==== MATERIAL SUPPLIED
//! Operation module - in-flight request tracking and correlation.
//!
//! Provides:
//! - [`Operation`] - one request, its status and its response buffer
//! - [`OperationRegistry`] - pending operations keyed by client token
//! - [`CompletionMode`] - waiter or callback, fixed at registration
//! - [`WaitableOperation`] - blocks until completion or timeout
//!
//! # Lifecycle
//!
//! ```text
//! issue ──► register ──► publish
//!                           │
//!      response / cancel / timeout ──► remove from registry ──► parse ──► deliver
//! ```

mod handle;
mod record;
mod registry;

pub use handle::WaitableOperation;
pub use record::{CompletedOperation, JobsStatus, Operation};
pub use registry::{CompletionMode, JobsCallback, OperationRegistry, RegistrationId};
========
_PROMPT_
The complete data is to be transcribed verbatim.

_RESPONSE BELOW_
//! Operation module - in-flight request tracking and correlation.
//!
//! Provides:
//! - [`Operation`] - one request, its status and its response buffer
//! - [`OperationRegistry`] - pending operations keyed by client token
//! - [`CompletionMode`] - waiter or callback, fixed at registration
//! - [`WaitableOperation`] - blocks until completion or timeout
//!
//! # Lifecycle
//!
//! ```text
//! issue ──► register ──► publish
//!                           │
//!      response / cancel / timeout ──► remove from registry ──► parse ──► deliver
//! ```

mod handle;
mod record;
mod registry;

pub use handle::WaitableOperation;
pub use record::{CompletedOperation, JobsStatus, Operation};
pub use registry::{CompletionMode, JobsCallback, OperationRegistry, RegistrationId};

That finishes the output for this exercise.